INSTRUCTIONS TO FOLLOW
Tally up the lines in the following entries where the string "enum" appears, and answer with the number alone.

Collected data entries
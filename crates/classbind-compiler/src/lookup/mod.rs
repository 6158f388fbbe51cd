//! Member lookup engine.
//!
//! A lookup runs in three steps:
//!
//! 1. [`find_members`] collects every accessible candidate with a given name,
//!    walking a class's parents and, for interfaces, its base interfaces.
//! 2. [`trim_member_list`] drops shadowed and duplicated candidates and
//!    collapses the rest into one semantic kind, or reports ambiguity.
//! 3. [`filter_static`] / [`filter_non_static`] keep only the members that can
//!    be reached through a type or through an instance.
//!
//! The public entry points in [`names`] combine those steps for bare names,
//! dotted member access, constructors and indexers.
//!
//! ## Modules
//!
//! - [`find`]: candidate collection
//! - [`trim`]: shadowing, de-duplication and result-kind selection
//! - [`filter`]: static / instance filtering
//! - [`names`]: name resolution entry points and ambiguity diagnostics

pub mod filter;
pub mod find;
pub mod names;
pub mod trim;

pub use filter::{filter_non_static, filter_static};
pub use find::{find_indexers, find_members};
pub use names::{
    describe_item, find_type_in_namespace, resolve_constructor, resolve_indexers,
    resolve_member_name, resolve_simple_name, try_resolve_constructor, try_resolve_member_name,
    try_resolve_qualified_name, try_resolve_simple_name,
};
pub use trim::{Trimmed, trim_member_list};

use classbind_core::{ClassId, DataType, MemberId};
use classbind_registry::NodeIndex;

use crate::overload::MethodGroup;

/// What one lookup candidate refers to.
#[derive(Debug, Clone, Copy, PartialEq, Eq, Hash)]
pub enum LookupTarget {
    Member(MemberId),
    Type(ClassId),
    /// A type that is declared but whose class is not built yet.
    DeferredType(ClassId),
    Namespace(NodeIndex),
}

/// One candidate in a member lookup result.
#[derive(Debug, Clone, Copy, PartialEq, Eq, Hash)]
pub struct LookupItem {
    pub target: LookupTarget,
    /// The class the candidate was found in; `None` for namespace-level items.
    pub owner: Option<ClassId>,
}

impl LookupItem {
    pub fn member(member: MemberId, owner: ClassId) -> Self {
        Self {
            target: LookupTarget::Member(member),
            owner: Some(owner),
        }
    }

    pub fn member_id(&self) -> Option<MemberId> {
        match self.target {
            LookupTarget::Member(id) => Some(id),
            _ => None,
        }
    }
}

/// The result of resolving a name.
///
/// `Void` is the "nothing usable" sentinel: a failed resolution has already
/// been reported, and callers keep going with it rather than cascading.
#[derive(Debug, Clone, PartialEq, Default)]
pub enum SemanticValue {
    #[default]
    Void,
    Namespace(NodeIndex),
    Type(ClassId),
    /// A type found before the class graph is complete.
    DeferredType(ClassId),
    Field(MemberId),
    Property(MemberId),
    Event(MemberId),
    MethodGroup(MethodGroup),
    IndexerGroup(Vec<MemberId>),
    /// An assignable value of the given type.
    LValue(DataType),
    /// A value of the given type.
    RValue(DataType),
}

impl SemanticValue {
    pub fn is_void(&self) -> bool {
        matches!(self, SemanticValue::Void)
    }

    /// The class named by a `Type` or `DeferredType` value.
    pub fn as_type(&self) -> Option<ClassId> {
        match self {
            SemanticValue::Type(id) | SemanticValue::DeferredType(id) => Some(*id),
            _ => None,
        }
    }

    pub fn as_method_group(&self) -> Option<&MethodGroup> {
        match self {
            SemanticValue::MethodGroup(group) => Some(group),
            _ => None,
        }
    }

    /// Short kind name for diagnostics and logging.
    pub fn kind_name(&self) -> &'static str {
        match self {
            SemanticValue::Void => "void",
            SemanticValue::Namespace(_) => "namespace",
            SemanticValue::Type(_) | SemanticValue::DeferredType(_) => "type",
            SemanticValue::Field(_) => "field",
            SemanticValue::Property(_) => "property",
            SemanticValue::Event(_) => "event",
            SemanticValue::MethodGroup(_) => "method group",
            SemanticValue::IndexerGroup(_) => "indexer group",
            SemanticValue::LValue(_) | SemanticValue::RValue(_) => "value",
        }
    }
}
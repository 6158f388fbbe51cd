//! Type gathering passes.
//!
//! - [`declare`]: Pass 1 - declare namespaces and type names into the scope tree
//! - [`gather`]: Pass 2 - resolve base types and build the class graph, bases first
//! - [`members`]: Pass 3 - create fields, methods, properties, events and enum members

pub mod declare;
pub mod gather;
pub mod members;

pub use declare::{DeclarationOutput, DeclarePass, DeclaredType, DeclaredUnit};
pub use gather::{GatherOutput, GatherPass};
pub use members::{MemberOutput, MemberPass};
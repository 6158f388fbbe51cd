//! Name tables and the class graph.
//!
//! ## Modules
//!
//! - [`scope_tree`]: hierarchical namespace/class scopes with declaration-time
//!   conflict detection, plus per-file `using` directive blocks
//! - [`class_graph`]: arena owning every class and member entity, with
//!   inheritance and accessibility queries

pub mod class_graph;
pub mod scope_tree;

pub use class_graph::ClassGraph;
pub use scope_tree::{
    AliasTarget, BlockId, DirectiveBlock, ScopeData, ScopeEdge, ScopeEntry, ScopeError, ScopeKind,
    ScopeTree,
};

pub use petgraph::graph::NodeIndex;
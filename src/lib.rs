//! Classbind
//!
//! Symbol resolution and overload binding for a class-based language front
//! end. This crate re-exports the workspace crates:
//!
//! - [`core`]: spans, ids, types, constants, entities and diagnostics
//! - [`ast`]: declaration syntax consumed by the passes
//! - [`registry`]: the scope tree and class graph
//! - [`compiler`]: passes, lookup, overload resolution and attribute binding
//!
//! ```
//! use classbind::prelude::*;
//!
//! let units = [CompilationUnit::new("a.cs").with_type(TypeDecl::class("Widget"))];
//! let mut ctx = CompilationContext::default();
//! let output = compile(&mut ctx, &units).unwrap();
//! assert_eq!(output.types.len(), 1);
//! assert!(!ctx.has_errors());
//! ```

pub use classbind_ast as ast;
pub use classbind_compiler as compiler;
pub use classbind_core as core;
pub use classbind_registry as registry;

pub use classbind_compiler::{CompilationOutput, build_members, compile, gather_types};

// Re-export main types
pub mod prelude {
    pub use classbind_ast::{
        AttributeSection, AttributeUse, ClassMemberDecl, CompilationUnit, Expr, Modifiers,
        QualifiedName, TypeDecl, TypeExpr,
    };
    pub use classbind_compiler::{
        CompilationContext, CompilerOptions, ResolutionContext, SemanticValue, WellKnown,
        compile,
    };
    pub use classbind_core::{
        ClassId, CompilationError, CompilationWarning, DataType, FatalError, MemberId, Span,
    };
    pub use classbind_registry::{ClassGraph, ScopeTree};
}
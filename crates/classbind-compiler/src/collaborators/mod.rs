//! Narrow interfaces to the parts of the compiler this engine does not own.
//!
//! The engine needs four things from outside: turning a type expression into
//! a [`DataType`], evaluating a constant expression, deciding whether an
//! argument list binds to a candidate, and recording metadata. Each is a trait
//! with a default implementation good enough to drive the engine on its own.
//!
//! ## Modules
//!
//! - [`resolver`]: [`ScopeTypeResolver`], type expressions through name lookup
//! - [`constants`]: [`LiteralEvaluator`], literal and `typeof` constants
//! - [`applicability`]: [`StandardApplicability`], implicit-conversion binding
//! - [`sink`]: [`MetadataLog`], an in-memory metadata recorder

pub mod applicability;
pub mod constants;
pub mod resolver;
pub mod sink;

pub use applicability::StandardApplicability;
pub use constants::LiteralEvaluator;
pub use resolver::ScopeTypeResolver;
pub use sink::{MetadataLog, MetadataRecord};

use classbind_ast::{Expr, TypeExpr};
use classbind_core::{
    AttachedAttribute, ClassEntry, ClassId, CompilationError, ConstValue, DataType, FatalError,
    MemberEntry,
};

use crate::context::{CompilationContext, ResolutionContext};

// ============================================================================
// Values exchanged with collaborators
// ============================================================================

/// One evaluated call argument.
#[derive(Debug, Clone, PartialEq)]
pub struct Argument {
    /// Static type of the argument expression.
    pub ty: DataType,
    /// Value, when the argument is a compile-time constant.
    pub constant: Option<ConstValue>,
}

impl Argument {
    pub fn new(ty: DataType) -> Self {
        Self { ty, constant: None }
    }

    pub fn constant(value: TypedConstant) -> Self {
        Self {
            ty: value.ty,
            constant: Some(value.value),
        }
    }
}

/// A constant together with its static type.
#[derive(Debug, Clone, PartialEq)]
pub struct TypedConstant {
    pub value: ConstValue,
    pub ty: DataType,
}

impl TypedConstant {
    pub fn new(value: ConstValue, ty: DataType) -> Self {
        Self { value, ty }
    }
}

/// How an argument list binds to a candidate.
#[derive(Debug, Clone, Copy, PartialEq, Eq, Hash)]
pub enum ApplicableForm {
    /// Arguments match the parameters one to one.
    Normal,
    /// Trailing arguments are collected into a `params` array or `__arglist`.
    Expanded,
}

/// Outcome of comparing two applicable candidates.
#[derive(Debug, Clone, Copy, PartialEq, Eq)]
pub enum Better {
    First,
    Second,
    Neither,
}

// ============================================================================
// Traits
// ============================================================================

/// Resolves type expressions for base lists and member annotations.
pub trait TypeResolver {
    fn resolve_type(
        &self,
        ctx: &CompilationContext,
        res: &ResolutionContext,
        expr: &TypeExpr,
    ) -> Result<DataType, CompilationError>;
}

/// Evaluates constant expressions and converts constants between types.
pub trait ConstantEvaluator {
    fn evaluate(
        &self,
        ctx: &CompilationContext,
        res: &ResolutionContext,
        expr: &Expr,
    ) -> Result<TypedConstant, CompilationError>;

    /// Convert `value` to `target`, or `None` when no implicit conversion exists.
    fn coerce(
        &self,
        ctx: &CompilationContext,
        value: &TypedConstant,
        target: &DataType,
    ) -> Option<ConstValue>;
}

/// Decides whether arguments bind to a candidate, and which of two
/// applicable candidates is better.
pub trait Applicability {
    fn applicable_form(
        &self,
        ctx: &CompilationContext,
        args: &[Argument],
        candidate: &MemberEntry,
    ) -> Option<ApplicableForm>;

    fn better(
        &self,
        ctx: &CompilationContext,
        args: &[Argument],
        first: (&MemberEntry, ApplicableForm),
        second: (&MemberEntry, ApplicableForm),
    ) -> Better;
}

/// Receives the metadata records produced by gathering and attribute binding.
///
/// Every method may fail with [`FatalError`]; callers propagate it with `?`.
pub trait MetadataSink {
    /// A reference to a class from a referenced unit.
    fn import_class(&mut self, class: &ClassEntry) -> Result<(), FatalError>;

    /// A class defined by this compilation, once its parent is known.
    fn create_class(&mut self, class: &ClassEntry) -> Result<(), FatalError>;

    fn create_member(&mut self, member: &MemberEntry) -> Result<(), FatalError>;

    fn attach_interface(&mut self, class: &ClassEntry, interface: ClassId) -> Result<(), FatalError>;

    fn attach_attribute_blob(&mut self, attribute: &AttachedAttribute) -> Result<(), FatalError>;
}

...

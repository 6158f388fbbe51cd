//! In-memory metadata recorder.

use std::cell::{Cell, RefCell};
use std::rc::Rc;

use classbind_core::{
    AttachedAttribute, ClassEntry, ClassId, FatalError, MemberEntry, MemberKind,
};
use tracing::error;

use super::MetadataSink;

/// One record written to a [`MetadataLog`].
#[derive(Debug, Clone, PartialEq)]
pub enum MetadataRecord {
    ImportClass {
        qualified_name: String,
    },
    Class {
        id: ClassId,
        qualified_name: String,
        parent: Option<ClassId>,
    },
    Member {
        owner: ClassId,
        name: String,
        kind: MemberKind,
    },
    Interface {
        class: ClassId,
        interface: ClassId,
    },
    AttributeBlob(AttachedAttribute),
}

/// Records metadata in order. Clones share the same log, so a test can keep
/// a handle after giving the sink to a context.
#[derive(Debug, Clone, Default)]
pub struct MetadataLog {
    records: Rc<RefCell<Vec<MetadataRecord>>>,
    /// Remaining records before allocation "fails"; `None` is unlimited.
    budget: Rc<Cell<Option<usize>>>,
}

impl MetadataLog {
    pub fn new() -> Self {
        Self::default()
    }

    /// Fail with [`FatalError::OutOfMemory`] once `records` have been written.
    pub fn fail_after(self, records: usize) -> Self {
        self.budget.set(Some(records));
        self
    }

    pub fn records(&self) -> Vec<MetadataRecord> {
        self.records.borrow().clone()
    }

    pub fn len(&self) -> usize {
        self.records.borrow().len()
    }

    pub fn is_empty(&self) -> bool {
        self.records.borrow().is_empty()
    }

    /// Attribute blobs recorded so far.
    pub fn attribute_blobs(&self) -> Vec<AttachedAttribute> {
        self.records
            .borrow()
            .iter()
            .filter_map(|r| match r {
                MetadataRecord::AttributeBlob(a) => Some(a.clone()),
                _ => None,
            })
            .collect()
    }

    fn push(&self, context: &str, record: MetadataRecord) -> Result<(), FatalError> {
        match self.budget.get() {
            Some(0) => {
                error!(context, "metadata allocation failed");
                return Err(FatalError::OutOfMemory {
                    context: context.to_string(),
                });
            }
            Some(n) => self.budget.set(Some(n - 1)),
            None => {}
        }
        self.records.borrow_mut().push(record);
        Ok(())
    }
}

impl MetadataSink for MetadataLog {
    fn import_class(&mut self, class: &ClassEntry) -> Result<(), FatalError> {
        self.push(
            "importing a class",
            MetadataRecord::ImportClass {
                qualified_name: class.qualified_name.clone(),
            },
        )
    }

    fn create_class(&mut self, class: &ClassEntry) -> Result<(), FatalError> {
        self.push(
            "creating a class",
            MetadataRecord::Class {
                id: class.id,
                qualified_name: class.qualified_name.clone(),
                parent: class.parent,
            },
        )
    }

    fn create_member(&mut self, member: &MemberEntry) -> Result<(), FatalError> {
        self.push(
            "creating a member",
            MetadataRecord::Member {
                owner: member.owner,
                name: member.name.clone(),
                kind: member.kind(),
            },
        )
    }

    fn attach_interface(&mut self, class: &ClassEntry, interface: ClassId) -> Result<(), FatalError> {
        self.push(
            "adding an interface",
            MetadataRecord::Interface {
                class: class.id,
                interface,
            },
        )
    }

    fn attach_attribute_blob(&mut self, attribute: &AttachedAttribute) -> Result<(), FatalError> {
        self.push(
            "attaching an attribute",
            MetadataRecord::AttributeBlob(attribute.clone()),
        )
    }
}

WRITTEN RESPONSE
6